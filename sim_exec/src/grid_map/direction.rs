//! Compass directions between neighbouring cells

// ---------------------------------------------------------------------------
// IMPORTS
// ---------------------------------------------------------------------------

use serde::{Deserialize, Serialize};
use std::f64::consts::PI;

// ---------------------------------------------------------------------------
// ENUMERATIONS
// ---------------------------------------------------------------------------

/// One of the eight compass neighbours of a cell.
///
/// The discriminant is the direction code used in map descriptions. North is
/// the map's Y+ axis and East the map's X+ axis.
#[derive(Debug, Clone, Copy, PartialEq, Eq, Hash, PartialOrd, Ord, Serialize, Deserialize)]
pub enum Direction {
    N = 0,
    NE = 1,
    E = 2,
    SE = 3,
    S = 4,
    SW = 5,
    W = 6,
    NW = 7,
}

// ---------------------------------------------------------------------------
// CONSTANTS
// ---------------------------------------------------------------------------

/// Offset in the interstitial grid for each direction, indexed by code.
const OFFSETS: [(isize, isize); 8] = [
    (0, 1),
    (1, 1),
    (1, 0),
    (1, -1),
    (0, -1),
    (-1, -1),
    (-1, 0),
    (-1, 1),
];

const ALL: [Direction; 8] = [
    Direction::N,
    Direction::NE,
    Direction::E,
    Direction::SE,
    Direction::S,
    Direction::SW,
    Direction::W,
    Direction::NW,
];

// ---------------------------------------------------------------------------
// IMPLEMENTATIONS
// ---------------------------------------------------------------------------

impl Direction {
    /// Directions the robot can move in, in the order the planners consider
    /// them.
    pub const AXIS_ALIGNED: [Direction; 4] = [Direction::N, Direction::E, Direction::S, Direction::W];

    /// Get the direction for a code, or `None` if the code is not in 0..8.
    pub fn from_code(code: u8) -> Option<Self> {
        ALL.get(code as usize).copied()
    }

    pub fn code(self) -> u8 {
        self as u8
    }

    /// Offset of this direction in the interstitial grid.
    pub fn offset(self) -> (isize, isize) {
        OFFSETS[self as usize]
    }

    /// True for N, E, S and W.
    pub fn is_axis_aligned(self) -> bool {
        self.code() % 2 == 0
    }

    /// The direction rotated clockwise by 90 degrees.
    pub fn right(self) -> Self {
        ALL[(self.code() as usize + 2) % 8]
    }

    /// The opposite direction.
    pub fn opposite(self) -> Self {
        ALL[(self.code() as usize + 4) % 8]
    }

    /// Snap a heading to the nearest axis-aligned direction.
    ///
    /// Headings are measured anticlockwise from East, so 0 is `E`, pi/2 is `N`
    /// and so on. Halfway headings round towards the anticlockwise neighbour.
    pub fn from_heading(theta_rad: f64) -> Self {
        let quarter_turns = (theta_rad / (PI / 2.0) + 0.5).floor() as i64;

        match quarter_turns.rem_euclid(4) {
            0 => Direction::E,
            1 => Direction::N,
            2 => Direction::W,
            _ => Direction::S,
        }
    }

    /// The heading pointing along this direction, in (-pi, pi].
    pub fn heading_rad(self) -> f64 {
        let (dx, dy) = self.offset();
        (dy as f64).atan2(dx as f64)
    }
}

#[cfg(test)]
mod test {
    use super::*;

    #[test]
    fn test_codes() {
        for code in 0..8u8 {
            let d = Direction::from_code(code).unwrap();
            assert_eq!(d.code(), code);
            assert_eq!(d.is_axis_aligned(), code % 2 == 0);
        }
        assert_eq!(Direction::from_code(8), None);

        assert_eq!(Direction::N.offset(), (0, 1));
        assert_eq!(Direction::E.offset(), (1, 0));
        assert_eq!(Direction::S.offset(), (0, -1));
        assert_eq!(Direction::W.offset(), (-1, 0));
    }

    #[test]
    fn test_rotations() {
        assert_eq!(Direction::N.right(), Direction::E);
        assert_eq!(Direction::W.right(), Direction::N);
        assert_eq!(Direction::NW.right(), Direction::NE);
        assert_eq!(Direction::E.opposite(), Direction::W);
    }

    #[test]
    fn test_from_heading() {
        assert_eq!(Direction::from_heading(0.0), Direction::E);
        assert_eq!(Direction::from_heading(PI / 2.0), Direction::N);
        assert_eq!(Direction::from_heading(PI), Direction::W);
        assert_eq!(Direction::from_heading(-PI), Direction::W);
        assert_eq!(Direction::from_heading(-PI / 2.0), Direction::S);
        assert_eq!(Direction::from_heading(3.0 * PI / 2.0), Direction::S);
        assert_eq!(Direction::from_heading(0.7), Direction::E);
        assert_eq!(Direction::from_heading(0.9), Direction::N);
        assert_eq!(Direction::from_heading(-2.5), Direction::W);
        assert_eq!(Direction::from_heading(-5.0 * PI / 2.0), Direction::S);
    }

    #[test]
    fn test_heading_rad() {
        assert!((Direction::N.heading_rad() - PI / 2.0).abs() < 1e-12);
        assert!((Direction::W.heading_rad() - PI).abs() < 1e-12);
        assert!(Direction::E.heading_rad().abs() < 1e-12);
    }
}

■ What you are asked to do: The task requires an exact transcription of all the data.

■ Reply to the exercise:
filename sim_exec/src/grid_map/direction.rs
//! Compass directions between neighbouring cells

// ---------------------------------------------------------------------------
// IMPORTS
// ---------------------------------------------------------------------------

use serde::{Deserialize, Serialize};
use std::f64::consts::PI;

// ---------------------------------------------------------------------------
// ENUMERATIONS
// ---------------------------------------------------------------------------

/// One of the eight compass neighbours of a cell.
///
/// The discriminant is the direction code used in map descriptions. North is
/// the map's Y+ axis and East the map's X+ axis.
#[derive(Debug, Clone, Copy, PartialEq, Eq, Hash, PartialOrd, Ord, Serialize, Deserialize)]
pub enum Direction {
    N = 0,
    NE = 1,
    E = 2,
    SE = 3,
    S = 4,
    SW = 5,
    W = 6,
    NW = 7,
}

// ---------------------------------------------------------------------------
// CONSTANTS
// ---------------------------------------------------------------------------

/// Offset in the interstitial grid for each direction, indexed by code.
const OFFSETS: [(isize, isize); 8] = [
    (0, 1),
    (1, 1),
    (1, 0),
    (1, -1),
    (0, -1),
    (-1, -1),
    (-1, 0),
    (-1, 1),
];

const ALL: [Direction; 8] = [
    Direction::N,
    Direction::NE,
    Direction::E,
    Direction::SE,
    Direction::S,
    Direction::SW,
    Direction::W,
    Direction::NW,
];

// ---------------------------------------------------------------------------
// IMPLEMENTATIONS
// ---------------------------------------------------------------------------

impl Direction {
    /// Directions the robot can move in, in the order the planners consider
    /// them.
    pub const AXIS_ALIGNED: [Direction; 4] = [Direction::N, Direction::E, Direction::S, Direction::W];

    /// Get the direction for a code, or `None` if the code is not in 0..8.
    pub fn from_code(code: u8) -> Option<Self> {
        ALL.get(code as usize).copied()
    }

    pub fn code(self) -> u8 {
        self as u8
    }

    /// Offset of this direction in the interstitial grid.
    pub fn offset(self) -> (isize, isize) {
        OFFSETS[self as usize]
    }

    /// True for N, E, S and W.
    pub fn is_axis_aligned(self) -> bool {
        self.code() % 2 == 0
    }

    /// The direction rotated clockwise by 90 degrees.
    pub fn right(self) -> Self {
        ALL[(self.code() as usize + 2) % 8]
    }

    /// The opposite direction.
    pub fn opposite(self) -> Self {
        ALL[(self.code() as usize + 4) % 8]
    }

    /// Snap a heading to the nearest axis-aligned direction.
    ///
    /// Headings are measured anticlockwise from East, so 0 is `E`, pi/2 is `N`
    /// and so on. Halfway headings round towards the anticlockwise neighbour.
    pub fn from_heading(theta_rad: f64) -> Self {
        let quarter_turns = (theta_rad / (PI / 2.0) + 0.5).floor() as i64;

        match quarter_turns.rem_euclid(4) {
            0 => Direction::E,
            1 => Direction::N,
            2 => Direction::W,
            _ => Direction::S,
        }
    }

    /// The heading pointing along this direction, in (-pi, pi].
    pub fn heading_rad(self) -> f64 {
        let (dx, dy) = self.offset();
        (dy as f64).atan2(dx as f64)
    }
}

#[cfg(test)]
mod test {
    use super::*;

    #[test]
    fn test_codes() {
        for code in 0..8u8 {
            let d = Direction::from_code(code).unwrap();
            assert_eq!(d.code(), code);
            assert_eq!(d.is_axis_aligned(), code % 2 == 0);
        }
        assert_eq!(Direction::from_code(8), None);

        assert_eq!(Direction::N.offset(), (0, 1));
        assert_eq!(Direction::E.offset(), (1, 0));
        assert_eq!(Direction::S.offset(), (0, -1));
        assert_eq!(Direction::W.offset(), (-1, 0));
    }

    #[test]
    fn test_rotations() {
        assert_eq!(Direction::N.right(), Direction::E);
        assert_eq!(Direction::W.right(), Direction::N);
        assert_eq!(Direction::NW.right(), Direction::NE);
        assert_eq!(Direction::E.opposite(), Direction::W);
    }

    #[test]
    fn test_from_heading() {
        assert_eq!(Direction::from_heading(0.0), Direction::E);
        assert_eq!(Direction::from_heading(PI / 2.0), Direction::N);
        assert_eq!(Direction::from_heading(PI), Direction::W);
        assert_eq!(Direction::from_heading(-PI), Direction::W);
        assert_eq!(Direction::from_heading(-PI / 2.0), Direction::S);
        assert_eq!(Direction::from_heading(3.0 * PI / 2.0), Direction::S);
        assert_eq!(Direction::from_heading(0.7), Direction::E);
        assert_eq!(Direction::from_heading(0.9), Direction::N);
        assert_eq!(Direction::from_heading(-2.5), Direction::W);
        assert_eq!(Direction::from_heading(-5.0 * PI / 2.0), Direction::S);
    }

    #[test]
    fn test_heading_rad() {
        assert!((Direction::N.heading_rad() - PI / 2.0).abs() < 1e-12);
        assert!((Direction::W.heading_rad() - PI).abs() < 1e-12);
        assert!(Direction::E.heading_rad().abs() < 1e-12);
    }
}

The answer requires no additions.